Work through the data below and copy out every line where "enum" is found.

═══ DATA FOR THE TASK

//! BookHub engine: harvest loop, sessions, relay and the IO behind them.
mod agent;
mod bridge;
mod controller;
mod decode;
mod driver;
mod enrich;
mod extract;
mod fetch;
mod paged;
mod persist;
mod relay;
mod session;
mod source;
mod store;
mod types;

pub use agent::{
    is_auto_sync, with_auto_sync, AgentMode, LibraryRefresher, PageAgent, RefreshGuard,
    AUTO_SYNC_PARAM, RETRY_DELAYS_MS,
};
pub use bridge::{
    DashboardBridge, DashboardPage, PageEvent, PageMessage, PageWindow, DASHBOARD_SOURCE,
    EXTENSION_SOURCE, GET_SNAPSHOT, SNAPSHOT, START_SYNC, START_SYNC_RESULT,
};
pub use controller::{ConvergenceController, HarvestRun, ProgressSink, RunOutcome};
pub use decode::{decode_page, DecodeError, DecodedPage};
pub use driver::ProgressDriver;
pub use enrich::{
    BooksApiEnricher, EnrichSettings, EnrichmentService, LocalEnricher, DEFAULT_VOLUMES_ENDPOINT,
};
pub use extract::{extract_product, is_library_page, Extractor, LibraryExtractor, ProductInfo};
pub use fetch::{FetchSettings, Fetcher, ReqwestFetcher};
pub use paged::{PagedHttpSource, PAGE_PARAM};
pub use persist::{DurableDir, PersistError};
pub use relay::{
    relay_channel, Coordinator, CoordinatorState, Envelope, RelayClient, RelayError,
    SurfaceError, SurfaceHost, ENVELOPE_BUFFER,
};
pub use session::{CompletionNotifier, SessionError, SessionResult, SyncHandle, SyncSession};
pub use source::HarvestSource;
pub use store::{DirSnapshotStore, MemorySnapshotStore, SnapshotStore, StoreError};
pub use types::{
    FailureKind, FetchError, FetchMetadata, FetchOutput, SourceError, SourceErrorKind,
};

══════
═══ DATA FOR THE TASK

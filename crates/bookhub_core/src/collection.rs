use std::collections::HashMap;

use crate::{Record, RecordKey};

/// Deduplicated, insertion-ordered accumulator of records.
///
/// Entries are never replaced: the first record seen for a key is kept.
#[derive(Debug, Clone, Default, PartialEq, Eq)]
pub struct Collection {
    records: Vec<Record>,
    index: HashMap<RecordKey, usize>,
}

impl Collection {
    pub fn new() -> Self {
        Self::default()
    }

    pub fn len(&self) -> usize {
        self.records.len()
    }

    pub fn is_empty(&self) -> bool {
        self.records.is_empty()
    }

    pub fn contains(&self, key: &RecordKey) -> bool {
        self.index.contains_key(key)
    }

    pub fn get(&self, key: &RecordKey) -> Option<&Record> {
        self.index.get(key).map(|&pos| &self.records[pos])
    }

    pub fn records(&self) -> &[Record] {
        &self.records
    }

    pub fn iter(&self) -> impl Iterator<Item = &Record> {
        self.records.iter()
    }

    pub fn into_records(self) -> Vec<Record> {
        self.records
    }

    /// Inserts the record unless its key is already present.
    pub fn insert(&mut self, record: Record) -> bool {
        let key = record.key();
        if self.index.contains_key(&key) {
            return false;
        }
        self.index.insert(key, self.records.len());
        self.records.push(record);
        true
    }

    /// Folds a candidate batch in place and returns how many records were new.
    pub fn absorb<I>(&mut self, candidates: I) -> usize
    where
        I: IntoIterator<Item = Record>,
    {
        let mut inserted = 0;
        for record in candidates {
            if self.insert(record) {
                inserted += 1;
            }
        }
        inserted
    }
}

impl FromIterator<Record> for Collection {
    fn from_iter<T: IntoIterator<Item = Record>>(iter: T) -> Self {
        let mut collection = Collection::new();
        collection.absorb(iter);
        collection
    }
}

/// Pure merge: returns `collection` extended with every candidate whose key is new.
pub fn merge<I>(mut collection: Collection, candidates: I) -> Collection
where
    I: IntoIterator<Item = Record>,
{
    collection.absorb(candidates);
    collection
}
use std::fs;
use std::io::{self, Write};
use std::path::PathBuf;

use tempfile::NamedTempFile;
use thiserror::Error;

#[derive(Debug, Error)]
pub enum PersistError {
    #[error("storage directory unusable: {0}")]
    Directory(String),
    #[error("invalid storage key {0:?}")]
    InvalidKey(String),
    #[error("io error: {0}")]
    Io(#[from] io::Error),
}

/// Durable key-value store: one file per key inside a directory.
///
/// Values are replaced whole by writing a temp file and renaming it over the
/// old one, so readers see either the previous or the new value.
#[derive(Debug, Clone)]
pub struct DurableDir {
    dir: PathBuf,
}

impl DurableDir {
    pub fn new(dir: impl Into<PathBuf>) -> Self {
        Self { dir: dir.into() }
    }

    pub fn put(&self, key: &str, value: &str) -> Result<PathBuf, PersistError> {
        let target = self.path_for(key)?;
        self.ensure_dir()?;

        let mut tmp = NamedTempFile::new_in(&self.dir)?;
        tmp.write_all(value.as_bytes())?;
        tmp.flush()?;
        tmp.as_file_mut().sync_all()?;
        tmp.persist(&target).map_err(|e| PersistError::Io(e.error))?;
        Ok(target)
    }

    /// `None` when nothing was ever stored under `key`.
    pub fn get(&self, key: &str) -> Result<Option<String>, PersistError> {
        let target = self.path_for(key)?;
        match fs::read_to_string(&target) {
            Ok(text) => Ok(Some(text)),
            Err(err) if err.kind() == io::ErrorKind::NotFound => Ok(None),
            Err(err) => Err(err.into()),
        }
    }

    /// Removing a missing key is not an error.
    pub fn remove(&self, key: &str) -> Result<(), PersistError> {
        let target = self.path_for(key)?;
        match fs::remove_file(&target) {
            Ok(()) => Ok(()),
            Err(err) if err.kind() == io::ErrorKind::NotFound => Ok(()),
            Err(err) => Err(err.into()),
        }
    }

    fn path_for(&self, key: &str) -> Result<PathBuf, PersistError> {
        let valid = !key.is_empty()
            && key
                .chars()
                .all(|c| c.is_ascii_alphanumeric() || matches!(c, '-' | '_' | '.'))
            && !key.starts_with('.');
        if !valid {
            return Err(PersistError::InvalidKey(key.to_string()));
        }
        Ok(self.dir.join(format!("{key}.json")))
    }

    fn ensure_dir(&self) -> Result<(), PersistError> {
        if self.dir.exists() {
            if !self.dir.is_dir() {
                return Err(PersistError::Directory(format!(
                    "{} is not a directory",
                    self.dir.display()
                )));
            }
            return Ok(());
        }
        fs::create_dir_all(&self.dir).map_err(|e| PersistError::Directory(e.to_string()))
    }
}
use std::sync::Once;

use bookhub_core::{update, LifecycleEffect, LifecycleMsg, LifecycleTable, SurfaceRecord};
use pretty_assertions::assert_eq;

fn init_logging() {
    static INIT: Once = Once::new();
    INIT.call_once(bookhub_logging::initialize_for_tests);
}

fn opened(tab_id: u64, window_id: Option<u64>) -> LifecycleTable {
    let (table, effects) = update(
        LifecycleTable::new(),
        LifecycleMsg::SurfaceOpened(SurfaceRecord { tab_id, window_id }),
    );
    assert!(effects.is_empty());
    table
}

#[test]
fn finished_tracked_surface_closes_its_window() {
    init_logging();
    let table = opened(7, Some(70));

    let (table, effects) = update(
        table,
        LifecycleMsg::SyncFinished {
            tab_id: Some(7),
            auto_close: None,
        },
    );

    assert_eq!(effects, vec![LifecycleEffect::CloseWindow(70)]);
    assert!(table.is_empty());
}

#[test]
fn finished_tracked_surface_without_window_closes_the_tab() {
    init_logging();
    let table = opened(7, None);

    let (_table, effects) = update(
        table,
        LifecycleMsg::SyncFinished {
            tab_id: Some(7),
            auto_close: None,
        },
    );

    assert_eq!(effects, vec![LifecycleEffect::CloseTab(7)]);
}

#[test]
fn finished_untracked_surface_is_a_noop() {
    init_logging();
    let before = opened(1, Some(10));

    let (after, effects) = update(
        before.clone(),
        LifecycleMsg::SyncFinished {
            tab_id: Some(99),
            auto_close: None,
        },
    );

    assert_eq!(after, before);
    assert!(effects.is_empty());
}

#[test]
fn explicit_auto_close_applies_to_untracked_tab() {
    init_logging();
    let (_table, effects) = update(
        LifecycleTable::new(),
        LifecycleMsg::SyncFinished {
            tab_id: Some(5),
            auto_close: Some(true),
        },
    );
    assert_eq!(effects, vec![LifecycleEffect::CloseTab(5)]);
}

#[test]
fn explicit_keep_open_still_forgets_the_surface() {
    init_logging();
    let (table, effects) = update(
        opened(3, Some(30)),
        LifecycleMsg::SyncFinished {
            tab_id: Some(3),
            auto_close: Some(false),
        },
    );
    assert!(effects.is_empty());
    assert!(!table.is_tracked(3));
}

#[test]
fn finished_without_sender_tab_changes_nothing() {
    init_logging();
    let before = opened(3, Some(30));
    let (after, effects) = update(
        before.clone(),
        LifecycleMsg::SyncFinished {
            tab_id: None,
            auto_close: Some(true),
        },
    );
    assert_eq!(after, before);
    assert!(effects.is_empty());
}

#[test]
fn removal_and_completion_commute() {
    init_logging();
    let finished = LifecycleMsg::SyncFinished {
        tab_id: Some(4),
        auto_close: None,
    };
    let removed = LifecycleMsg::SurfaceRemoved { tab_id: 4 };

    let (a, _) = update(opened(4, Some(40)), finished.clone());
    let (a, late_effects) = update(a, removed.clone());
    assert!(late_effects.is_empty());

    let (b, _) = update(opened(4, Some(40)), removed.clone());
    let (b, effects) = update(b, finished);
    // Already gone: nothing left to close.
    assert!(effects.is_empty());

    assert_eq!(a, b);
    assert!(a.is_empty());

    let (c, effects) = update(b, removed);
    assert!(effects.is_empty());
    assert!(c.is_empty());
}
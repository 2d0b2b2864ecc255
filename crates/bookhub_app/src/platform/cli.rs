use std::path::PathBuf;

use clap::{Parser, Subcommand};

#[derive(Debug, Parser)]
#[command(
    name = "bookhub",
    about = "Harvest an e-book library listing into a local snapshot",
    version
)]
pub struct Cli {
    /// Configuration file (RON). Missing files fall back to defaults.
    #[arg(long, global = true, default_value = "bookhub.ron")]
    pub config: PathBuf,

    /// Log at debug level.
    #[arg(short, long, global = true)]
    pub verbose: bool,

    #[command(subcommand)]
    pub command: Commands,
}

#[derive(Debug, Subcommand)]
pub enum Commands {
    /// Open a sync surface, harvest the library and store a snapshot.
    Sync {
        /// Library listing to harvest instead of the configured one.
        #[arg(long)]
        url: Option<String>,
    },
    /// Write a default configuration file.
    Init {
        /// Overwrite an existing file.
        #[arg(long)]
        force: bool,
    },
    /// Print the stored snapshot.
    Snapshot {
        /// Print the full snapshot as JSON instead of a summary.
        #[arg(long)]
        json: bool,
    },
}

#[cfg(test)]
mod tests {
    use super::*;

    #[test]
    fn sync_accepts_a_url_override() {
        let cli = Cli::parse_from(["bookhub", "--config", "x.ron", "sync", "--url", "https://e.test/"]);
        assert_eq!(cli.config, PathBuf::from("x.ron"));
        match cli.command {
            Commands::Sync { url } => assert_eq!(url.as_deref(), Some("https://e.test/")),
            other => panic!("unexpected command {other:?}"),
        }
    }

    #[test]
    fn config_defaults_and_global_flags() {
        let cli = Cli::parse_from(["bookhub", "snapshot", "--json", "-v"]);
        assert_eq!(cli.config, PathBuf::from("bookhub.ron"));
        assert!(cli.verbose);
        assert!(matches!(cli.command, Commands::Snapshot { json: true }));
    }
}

══════

ANSWER TO THE EXERCISE:
pub enum PersistError {
pub enum Commands {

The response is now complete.